» Requirement:
Nothing in the records should differ when you write them out again.

» Given records:
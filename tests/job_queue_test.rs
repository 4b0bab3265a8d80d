/// Job queue tests - database operations
///
/// Tests cover:
/// - Basic enqueue/dequeue operations
/// - Atomic dequeue with attempt counting
/// - Backoff scheduling on failure
/// - Terminal failure after exhausted attempts
mod utils;

use cinerec::modules::jobs::domain::{
    entities::{BackoffPolicy, EnqueueOptions, Job},
    repository::JobRepository,
};
use cinerec::modules::jobs::infrastructure::JobRepositoryImpl;
use std::time::Duration;
use utils::db;

fn repo() -> JobRepositoryImpl {
    let pool = db::get_test_db_pool();
    JobRepositoryImpl::new((*pool).clone())
}

#[tokio::test]
async fn enqueue_and_retrieve_job() {
    let _guard = db::acquire_test_lock();
    db::clean_test_db();

    let repo = repo();
    let job = Job::recalculate_recommendations(42, EnqueueOptions::default());

    let enqueued = repo.enqueue(job).await.unwrap();
    assert_eq!(enqueued.job_name, "recommendation.recalculate");
    assert_eq!(enqueued.status, "pending");
    assert_eq!(enqueued.max_attempts, 3);
    assert_eq!(enqueued.backoff_kind, "exponential");
    assert_eq!(enqueued.backoff_delay_ms, 2000);

    let payload = enqueued.parse_recalculate_payload().unwrap();
    assert_eq!(payload.user_id, 42);

    let retrieved = repo.get_by_id(enqueued.id).await.unwrap();
    assert!(retrieved.is_some());
    assert_eq!(retrieved.unwrap().id, enqueued.id);
}

#[tokio::test]
async fn dequeue_claims_pending_job_and_counts_attempt() {
    let _guard = db::acquire_test_lock();
    db::clean_test_db();

    let repo = repo();
    repo.enqueue(Job::recalculate_recommendations(1, EnqueueOptions::default()))
        .await
        .unwrap();

    let dequeued = repo.dequeue().await.unwrap();
    assert!(dequeued.is_some());

    let job = dequeued.unwrap();
    assert_eq!(job.status, "running");
    assert_eq!(job.attempts, 1);

    // The claimed job is no longer eligible
    assert!(repo.dequeue().await.unwrap().is_none());
}

#[tokio::test]
async fn dequeue_empty_queue_returns_none() {
    let _guard = db::acquire_test_lock();
    db::clean_test_db();

    let repo = repo();
    assert!(repo.dequeue().await.unwrap().is_none());
}

#[tokio::test]
async fn duplicate_enqueues_for_same_user_are_legal() {
    let _guard = db::acquire_test_lock();
    db::clean_test_db();

    let repo = repo();
    let first = repo
        .enqueue(Job::recalculate_recommendations(9, EnqueueOptions::default()))
        .await
        .unwrap();
    let second = repo
        .enqueue(Job::recalculate_recommendations(9, EnqueueOptions::default()))
        .await
        .unwrap();

    assert_ne!(first.id, second.id);
    assert_eq!(repo.get_pending_jobs().await.unwrap().len(), 2);
}

#[tokio::test]
async fn mark_completed_updates_status() {
    let _guard = db::acquire_test_lock();
    db::clean_test_db();

    let repo = repo();
    let enqueued = repo
        .enqueue(Job::recalculate_recommendations(5, EnqueueOptions::default()))
        .await
        .unwrap();

    repo.dequeue().await.unwrap();
    repo.mark_completed(enqueued.id).await.unwrap();

    let job = repo.get_by_id(enqueued.id).await.unwrap().unwrap();
    assert_eq!(job.status, "completed");
    assert!(job.completed_at.is_some());
}

#[tokio::test]
async fn failed_job_is_redelivered_after_backoff() {
    let _guard = db::acquire_test_lock();
    db::clean_test_db();

    let repo = repo();
    let options = EnqueueOptions {
        max_attempts: 3,
        backoff: BackoffPolicy::fixed(Duration::from_millis(50)),
    };
    let enqueued = repo
        .enqueue(Job::recalculate_recommendations(2, options))
        .await
        .unwrap();

    let claimed = repo.dequeue().await.unwrap().unwrap();
    repo.mark_failed(claimed.id, "catalog down", Duration::from_millis(50))
        .await
        .unwrap();

    let job = repo.get_by_id(enqueued.id).await.unwrap().unwrap();
    assert_eq!(job.status, "pending");
    assert_eq!(job.error.as_deref(), Some("catalog down"));

    // Not yet eligible until the backoff elapses
    tokio::time::sleep(Duration::from_millis(100)).await;
    let redelivered = repo.dequeue().await.unwrap().unwrap();
    assert_eq!(redelivered.id, enqueued.id);
    assert_eq!(redelivered.attempts, 2);
}

#[tokio::test]
async fn exhausted_attempts_mark_job_failed() {
    let _guard = db::acquire_test_lock();
    db::clean_test_db();

    let repo = repo();
    let options = EnqueueOptions {
        max_attempts: 1,
        backoff: BackoffPolicy::fixed(Duration::ZERO),
    };
    let enqueued = repo
        .enqueue(Job::recalculate_recommendations(8, options))
        .await
        .unwrap();

    let claimed = repo.dequeue().await.unwrap().unwrap();
    assert!(!claimed.can_retry());

    repo.mark_failed(claimed.id, "still failing", Duration::ZERO)
        .await
        .unwrap();

    let job = repo.get_by_id(enqueued.id).await.unwrap().unwrap();
    assert_eq!(job.status, "failed");
    assert!(job.completed_at.is_some());

    // Terminally failed jobs never come back
    assert!(repo.dequeue().await.unwrap().is_none());
}

#[tokio::test]
async fn statistics_count_by_status() {
    let _guard = db::acquire_test_lock();
    db::clean_test_db();

    let repo = repo();
    repo.enqueue(Job::recalculate_recommendations(1, EnqueueOptions::default()))
        .await
        .unwrap();
    repo.enqueue(Job::recalculate_recommendations(2, EnqueueOptions::default()))
        .await
        .unwrap();
    let claimed = repo.dequeue().await.unwrap().unwrap();

    let stats = repo.get_statistics().await.unwrap();
    assert_eq!(stats.total_count, 2);
    assert_eq!(stats.running_count, 1);
    assert_eq!(stats.pending_count, 1);

    repo.mark_completed(claimed.id).await.unwrap();
    let stats = repo.get_statistics().await.unwrap();
    assert_eq!(stats.completed_count, 1);
}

» Exercise output:
filename tests/job_queue_test.rs
repository 4b0bab3265a8d80d
/// Job queue tests - database operations
///
/// Tests cover:
/// - Basic enqueue/dequeue operations
/// - Atomic dequeue with attempt counting
/// - Backoff scheduling on failure
/// - Terminal failure after exhausted attempts
mod utils;

use cinerec::modules::jobs::domain::{
    entities::{BackoffPolicy, EnqueueOptions, Job},
    repository::JobRepository,
};
use cinerec::modules::jobs::infrastructure::JobRepositoryImpl;
use std::time::Duration;
use utils::db;

fn repo() -> JobRepositoryImpl {
    let pool = db::get_test_db_pool();
    JobRepositoryImpl::new((*pool).clone())
}

#[tokio::test]
async fn enqueue_and_retrieve_job() {
    let _guard = db::acquire_test_lock();
    db::clean_test_db();

    let repo = repo();
    let job = Job::recalculate_recommendations(42, EnqueueOptions::default());

    let enqueued = repo.enqueue(job).await.unwrap();
    assert_eq!(enqueued.job_name, "recommendation.recalculate");
    assert_eq!(enqueued.status, "pending");
    assert_eq!(enqueued.max_attempts, 3);
    assert_eq!(enqueued.backoff_kind, "exponential");
    assert_eq!(enqueued.backoff_delay_ms, 2000);

    let payload = enqueued.parse_recalculate_payload().unwrap();
    assert_eq!(payload.user_id, 42);

    let retrieved = repo.get_by_id(enqueued.id).await.unwrap();
    assert!(retrieved.is_some());
    assert_eq!(retrieved.unwrap().id, enqueued.id);
}

#[tokio::test]
async fn dequeue_claims_pending_job_and_counts_attempt() {
    let _guard = db::acquire_test_lock();
    db::clean_test_db();

    let repo = repo();
    repo.enqueue(Job::recalculate_recommendations(1, EnqueueOptions::default()))
        .await
        .unwrap();

    let dequeued = repo.dequeue().await.unwrap();
    assert!(dequeued.is_some());

    let job = dequeued.unwrap();
    assert_eq!(job.status, "running");
    assert_eq!(job.attempts, 1);

    // The claimed job is no longer eligible
    assert!(repo.dequeue().await.unwrap().is_none());
}

#[tokio::test]
async fn dequeue_empty_queue_returns_none() {
    let _guard = db::acquire_test_lock();
    db::clean_test_db();

    let repo = repo();
    assert!(repo.dequeue().await.unwrap().is_none());
}

#[tokio::test]
async fn duplicate_enqueues_for_same_user_are_legal() {
    let _guard = db::acquire_test_lock();
    db::clean_test_db();

    let repo = repo();
    let first = repo
        .enqueue(Job::recalculate_recommendations(9, EnqueueOptions::default()))
        .await
        .unwrap();
    let second = repo
        .enqueue(Job::recalculate_recommendations(9, EnqueueOptions::default()))
        .await
        .unwrap();

    assert_ne!(first.id, second.id);
    assert_eq!(repo.get_pending_jobs().await.unwrap().len(), 2);
}

#[tokio::test]
async fn mark_completed_updates_status() {
    let _guard = db::acquire_test_lock();
    db::clean_test_db();

    let repo = repo();
    let enqueued = repo
        .enqueue(Job::recalculate_recommendations(5, EnqueueOptions::default()))
        .await
        .unwrap();

    repo.dequeue().await.unwrap();
    repo.mark_completed(enqueued.id).await.unwrap();

    let job = repo.get_by_id(enqueued.id).await.unwrap().unwrap();
    assert_eq!(job.status, "completed");
    assert!(job.completed_at.is_some());
}

#[tokio::test]
async fn failed_job_is_redelivered_after_backoff() {
    let _guard = db::acquire_test_lock();
    db::clean_test_db();

    let repo = repo();
    let options = EnqueueOptions {
        max_attempts: 3,
        backoff: BackoffPolicy::fixed(Duration::from_millis(50)),
    };
    let enqueued = repo
        .enqueue(Job::recalculate_recommendations(2, options))
        .await
        .unwrap();

    let claimed = repo.dequeue().await.unwrap().unwrap();
    repo.mark_failed(claimed.id, "catalog down", Duration::from_millis(50))
        .await
        .unwrap();

    let job = repo.get_by_id(enqueued.id).await.unwrap().unwrap();
    assert_eq!(job.status, "pending");
    assert_eq!(job.error.as_deref(), Some("catalog down"));

    // Not yet eligible until the backoff elapses
    tokio::time::sleep(Duration::from_millis(100)).await;
    let redelivered = repo.dequeue().await.unwrap().unwrap();
    assert_eq!(redelivered.id, enqueued.id);
    assert_eq!(redelivered.attempts, 2);
}

#[tokio::test]
async fn exhausted_attempts_mark_job_failed() {
    let _guard = db::acquire_test_lock();
    db::clean_test_db();

    let repo = repo();
    let options = EnqueueOptions {
        max_attempts: 1,
        backoff: BackoffPolicy::fixed(Duration::ZERO),
    };
    let enqueued = repo
        .enqueue(Job::recalculate_recommendations(8, options))
        .await
        .unwrap();

    let claimed = repo.dequeue().await.unwrap().unwrap();
    assert!(!claimed.can_retry());

    repo.mark_failed(claimed.id, "still failing", Duration::ZERO)
        .await
        .unwrap();

    let job = repo.get_by_id(enqueued.id).await.unwrap().unwrap();
    assert_eq!(job.status, "failed");
    assert!(job.completed_at.is_some());

    // Terminally failed jobs never come back
    assert!(repo.dequeue().await.unwrap().is_none());
}

#[tokio::test]
async fn statistics_count_by_status() {
    let _guard = db::acquire_test_lock();
    db::clean_test_db();

    let repo = repo();
    repo.enqueue(Job::recalculate_recommendations(1, EnqueueOptions::default()))
        .await
        .unwrap();
    repo.enqueue(Job::recalculate_recommendations(2, EnqueueOptions::default()))
        .await
        .unwrap();
    let claimed = repo.dequeue().await.unwrap().unwrap();

    let stats = repo.get_statistics().await.unwrap();
    assert_eq!(stats.total_count, 2);
    assert_eq!(stats.running_count, 1);
    assert_eq!(stats.pending_count, 1);

    repo.mark_completed(claimed.id).await.unwrap();
    let stats = repo.get_statistics().await.unwrap();
    assert_eq!(stats.completed_count, 1);
}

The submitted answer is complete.